Exercise
From the data below, set down exactly the lines between the one holding "the durable credential." and the one holding "it settles, so", inclusive, and no others.

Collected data
★ ★ ★
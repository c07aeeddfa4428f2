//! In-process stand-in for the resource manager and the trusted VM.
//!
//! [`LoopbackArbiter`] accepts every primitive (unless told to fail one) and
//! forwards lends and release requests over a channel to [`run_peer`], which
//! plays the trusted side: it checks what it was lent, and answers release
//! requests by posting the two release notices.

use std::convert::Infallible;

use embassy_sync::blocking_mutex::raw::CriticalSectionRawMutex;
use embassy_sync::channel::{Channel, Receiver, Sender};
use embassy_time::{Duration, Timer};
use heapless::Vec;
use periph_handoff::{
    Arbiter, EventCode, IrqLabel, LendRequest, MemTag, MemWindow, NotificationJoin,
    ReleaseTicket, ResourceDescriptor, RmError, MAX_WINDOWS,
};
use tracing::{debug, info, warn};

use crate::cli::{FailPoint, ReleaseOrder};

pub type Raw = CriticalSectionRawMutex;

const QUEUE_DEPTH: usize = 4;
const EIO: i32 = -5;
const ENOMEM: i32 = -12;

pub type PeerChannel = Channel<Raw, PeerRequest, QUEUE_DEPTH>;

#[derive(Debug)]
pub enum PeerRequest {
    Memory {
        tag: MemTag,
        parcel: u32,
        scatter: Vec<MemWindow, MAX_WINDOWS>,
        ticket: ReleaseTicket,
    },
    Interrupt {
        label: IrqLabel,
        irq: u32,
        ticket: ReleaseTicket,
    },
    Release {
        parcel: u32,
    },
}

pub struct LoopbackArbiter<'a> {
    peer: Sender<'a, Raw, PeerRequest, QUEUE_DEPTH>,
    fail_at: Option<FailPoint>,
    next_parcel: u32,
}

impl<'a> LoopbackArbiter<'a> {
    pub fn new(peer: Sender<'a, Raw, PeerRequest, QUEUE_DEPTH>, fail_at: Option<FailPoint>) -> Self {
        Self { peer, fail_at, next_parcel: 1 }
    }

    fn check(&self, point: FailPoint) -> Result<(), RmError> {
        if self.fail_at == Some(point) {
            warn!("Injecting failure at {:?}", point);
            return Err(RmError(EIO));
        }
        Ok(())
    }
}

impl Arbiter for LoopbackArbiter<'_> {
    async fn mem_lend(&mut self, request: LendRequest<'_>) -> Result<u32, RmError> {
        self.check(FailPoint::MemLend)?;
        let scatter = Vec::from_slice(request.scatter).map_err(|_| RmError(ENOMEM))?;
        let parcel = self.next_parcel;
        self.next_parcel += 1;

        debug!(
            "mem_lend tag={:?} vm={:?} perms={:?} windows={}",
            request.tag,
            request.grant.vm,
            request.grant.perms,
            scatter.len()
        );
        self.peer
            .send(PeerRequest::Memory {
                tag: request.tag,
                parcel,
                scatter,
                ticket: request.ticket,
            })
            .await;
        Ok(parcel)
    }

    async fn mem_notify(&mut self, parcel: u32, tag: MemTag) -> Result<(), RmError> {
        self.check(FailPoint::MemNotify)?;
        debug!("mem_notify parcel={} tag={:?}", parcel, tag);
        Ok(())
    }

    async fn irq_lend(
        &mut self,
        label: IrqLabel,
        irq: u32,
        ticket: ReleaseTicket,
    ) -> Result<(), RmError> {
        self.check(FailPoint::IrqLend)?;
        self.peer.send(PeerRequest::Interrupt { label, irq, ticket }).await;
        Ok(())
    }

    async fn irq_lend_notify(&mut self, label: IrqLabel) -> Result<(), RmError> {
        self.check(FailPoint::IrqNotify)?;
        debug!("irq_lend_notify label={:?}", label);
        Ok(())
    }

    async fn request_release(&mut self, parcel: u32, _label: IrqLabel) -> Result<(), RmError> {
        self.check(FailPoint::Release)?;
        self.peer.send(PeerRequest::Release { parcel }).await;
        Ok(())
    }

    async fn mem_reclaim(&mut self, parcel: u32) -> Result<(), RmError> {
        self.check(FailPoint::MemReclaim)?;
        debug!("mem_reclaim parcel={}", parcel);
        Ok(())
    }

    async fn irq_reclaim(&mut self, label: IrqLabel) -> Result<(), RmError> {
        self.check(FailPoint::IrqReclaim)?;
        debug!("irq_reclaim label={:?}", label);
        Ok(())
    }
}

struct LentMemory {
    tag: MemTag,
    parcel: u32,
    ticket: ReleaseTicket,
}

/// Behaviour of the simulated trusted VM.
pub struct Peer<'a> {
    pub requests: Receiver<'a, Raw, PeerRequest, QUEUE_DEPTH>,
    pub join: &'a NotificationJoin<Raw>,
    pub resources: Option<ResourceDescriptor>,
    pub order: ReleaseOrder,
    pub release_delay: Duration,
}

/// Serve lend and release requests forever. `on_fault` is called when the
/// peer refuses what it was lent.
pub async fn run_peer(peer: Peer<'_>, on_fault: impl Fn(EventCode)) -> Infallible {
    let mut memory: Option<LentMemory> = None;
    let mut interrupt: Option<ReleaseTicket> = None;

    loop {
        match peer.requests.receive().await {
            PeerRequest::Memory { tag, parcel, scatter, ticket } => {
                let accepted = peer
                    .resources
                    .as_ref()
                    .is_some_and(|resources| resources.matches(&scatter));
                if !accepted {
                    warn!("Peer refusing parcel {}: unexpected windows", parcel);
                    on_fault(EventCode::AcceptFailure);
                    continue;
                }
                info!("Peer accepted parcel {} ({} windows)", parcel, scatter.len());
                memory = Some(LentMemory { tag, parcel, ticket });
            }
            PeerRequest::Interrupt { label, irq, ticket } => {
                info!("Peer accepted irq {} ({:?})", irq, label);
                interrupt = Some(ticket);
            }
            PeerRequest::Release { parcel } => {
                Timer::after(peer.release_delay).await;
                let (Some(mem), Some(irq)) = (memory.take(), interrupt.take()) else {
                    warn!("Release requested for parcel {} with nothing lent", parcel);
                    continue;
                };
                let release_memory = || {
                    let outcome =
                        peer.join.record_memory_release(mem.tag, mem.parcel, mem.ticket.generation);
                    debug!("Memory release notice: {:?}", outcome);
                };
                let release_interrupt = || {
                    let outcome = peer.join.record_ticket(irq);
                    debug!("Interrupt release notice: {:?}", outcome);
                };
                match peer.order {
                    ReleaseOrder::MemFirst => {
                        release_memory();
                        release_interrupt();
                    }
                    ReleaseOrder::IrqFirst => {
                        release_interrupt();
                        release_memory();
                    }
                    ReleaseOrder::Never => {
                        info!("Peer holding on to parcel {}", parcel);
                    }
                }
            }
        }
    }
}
★ ★ ★
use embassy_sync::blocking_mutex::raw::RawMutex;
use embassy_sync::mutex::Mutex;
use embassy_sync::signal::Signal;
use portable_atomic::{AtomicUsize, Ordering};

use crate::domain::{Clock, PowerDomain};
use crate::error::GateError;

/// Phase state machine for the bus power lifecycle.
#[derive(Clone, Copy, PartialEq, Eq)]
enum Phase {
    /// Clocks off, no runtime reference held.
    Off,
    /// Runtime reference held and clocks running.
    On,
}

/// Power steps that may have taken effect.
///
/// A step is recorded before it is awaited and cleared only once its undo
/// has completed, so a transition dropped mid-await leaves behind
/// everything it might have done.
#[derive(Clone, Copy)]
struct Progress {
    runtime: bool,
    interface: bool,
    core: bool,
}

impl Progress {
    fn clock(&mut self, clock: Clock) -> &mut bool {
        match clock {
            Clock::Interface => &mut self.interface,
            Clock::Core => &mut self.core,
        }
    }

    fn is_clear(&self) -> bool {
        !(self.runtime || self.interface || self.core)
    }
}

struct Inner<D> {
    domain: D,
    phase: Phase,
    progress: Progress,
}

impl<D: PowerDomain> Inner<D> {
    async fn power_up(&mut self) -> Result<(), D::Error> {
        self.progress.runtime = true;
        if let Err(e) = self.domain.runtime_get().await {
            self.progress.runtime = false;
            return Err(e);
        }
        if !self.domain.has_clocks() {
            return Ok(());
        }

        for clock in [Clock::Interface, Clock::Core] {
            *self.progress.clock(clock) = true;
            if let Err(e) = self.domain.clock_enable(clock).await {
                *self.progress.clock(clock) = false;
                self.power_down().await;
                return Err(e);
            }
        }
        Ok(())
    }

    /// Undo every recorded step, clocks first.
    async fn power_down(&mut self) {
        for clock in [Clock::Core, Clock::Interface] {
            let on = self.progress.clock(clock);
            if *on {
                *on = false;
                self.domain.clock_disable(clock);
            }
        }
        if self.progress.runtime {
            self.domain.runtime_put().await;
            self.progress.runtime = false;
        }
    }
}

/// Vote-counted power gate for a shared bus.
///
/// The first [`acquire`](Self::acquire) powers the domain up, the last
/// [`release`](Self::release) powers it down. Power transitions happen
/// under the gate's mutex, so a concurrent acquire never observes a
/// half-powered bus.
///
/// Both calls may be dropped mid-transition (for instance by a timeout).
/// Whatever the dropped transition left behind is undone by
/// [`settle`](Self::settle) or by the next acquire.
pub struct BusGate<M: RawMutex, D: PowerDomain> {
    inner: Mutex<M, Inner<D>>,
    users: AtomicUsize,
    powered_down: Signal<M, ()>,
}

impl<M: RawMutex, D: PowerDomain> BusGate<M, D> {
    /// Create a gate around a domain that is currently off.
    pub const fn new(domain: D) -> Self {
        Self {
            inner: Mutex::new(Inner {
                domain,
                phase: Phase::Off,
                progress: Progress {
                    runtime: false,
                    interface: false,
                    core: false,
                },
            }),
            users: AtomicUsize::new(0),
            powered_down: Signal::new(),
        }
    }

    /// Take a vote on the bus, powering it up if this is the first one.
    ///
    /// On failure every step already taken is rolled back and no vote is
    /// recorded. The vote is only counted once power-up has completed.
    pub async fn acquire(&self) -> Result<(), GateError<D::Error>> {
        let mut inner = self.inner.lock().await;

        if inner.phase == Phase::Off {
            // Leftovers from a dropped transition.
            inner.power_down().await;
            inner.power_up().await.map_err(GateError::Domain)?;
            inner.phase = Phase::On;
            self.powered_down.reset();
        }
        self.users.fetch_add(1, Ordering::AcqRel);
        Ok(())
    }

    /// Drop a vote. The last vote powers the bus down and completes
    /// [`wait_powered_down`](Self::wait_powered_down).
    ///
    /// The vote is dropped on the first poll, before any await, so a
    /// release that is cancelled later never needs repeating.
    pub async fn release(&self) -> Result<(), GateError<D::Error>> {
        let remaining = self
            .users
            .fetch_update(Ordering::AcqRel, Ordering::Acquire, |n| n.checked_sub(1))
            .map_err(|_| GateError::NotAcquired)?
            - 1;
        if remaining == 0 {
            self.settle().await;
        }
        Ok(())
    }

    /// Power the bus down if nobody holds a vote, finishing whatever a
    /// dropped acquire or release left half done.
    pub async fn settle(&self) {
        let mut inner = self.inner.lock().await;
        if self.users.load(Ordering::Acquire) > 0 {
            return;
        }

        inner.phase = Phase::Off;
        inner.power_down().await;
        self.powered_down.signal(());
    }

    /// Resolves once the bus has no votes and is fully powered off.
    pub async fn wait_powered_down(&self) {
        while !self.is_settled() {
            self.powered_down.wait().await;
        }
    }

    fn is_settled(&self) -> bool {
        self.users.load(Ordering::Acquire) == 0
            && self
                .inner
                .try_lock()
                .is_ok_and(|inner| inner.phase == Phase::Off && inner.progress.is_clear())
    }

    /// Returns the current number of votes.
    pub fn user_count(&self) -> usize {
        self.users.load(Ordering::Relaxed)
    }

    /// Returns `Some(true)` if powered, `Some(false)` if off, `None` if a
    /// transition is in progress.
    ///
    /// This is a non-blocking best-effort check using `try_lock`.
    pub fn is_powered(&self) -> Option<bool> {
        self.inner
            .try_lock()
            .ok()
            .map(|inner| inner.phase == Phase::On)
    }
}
★ ★ ★
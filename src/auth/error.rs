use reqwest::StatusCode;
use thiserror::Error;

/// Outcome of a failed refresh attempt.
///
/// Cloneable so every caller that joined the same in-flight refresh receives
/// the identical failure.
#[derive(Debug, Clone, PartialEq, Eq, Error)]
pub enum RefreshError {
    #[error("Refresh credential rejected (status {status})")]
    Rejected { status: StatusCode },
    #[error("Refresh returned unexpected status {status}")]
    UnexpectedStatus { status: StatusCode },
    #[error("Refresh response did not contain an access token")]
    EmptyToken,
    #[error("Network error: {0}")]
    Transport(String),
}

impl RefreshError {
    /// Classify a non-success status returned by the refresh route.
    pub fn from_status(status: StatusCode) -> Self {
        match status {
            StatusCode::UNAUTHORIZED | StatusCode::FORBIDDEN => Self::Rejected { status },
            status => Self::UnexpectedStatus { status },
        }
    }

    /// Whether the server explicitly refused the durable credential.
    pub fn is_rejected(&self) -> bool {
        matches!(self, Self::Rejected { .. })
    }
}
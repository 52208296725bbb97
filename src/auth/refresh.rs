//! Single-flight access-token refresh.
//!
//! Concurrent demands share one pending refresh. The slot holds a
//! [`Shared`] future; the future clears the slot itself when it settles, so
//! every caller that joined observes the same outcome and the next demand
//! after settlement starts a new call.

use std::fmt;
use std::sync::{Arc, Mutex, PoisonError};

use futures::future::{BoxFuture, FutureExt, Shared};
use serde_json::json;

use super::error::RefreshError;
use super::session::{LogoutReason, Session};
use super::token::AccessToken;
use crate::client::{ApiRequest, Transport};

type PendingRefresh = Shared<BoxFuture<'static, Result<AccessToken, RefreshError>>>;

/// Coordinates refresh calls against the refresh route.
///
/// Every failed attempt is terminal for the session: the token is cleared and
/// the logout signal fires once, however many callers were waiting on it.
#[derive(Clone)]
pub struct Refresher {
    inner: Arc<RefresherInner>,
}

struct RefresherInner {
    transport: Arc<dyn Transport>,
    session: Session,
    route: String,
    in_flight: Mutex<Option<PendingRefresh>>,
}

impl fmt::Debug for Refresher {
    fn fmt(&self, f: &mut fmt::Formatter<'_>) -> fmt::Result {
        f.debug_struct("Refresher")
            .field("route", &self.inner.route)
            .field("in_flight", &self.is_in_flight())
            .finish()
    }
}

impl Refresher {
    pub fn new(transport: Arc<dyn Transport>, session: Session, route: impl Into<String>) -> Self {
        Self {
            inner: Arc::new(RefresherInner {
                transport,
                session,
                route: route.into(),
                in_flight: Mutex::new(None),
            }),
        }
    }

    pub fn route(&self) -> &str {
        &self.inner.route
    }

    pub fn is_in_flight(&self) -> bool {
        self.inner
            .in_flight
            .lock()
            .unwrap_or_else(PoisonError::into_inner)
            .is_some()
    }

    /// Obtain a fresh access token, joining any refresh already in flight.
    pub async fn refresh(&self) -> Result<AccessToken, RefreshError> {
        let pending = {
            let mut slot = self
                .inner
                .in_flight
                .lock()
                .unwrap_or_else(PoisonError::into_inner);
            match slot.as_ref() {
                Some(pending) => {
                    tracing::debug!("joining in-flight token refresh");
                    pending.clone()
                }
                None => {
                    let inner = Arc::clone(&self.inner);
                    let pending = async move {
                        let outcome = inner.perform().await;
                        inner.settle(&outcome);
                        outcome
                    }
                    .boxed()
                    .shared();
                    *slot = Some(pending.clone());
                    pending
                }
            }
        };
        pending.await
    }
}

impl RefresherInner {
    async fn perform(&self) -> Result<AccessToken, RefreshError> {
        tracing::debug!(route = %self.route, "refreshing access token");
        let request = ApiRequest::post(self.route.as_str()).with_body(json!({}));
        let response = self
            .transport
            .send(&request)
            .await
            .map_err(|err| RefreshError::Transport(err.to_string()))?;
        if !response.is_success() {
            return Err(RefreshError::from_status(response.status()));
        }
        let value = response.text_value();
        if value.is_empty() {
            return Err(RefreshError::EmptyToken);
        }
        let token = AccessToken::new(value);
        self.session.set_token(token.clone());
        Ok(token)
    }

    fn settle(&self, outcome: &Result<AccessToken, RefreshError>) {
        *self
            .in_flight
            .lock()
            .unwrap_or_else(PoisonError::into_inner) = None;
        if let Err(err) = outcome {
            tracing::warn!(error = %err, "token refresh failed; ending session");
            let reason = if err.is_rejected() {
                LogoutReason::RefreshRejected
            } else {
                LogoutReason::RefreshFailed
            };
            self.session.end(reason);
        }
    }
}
★ ★ ★
Exercise answer
    /// Whether the server explicitly refused the durable credential.
    pub fn is_rejected(&self) -> bool {
        matches!(self, Self::Rejected { .. })
    }
}
repository 52208296725bbb97
filename src/auth/refresh.rs
//! Single-flight access-token refresh.
//!
//! Concurrent demands share one pending refresh. The slot holds a
//! [`Shared`] future; the future clears the slot itself when it settles, so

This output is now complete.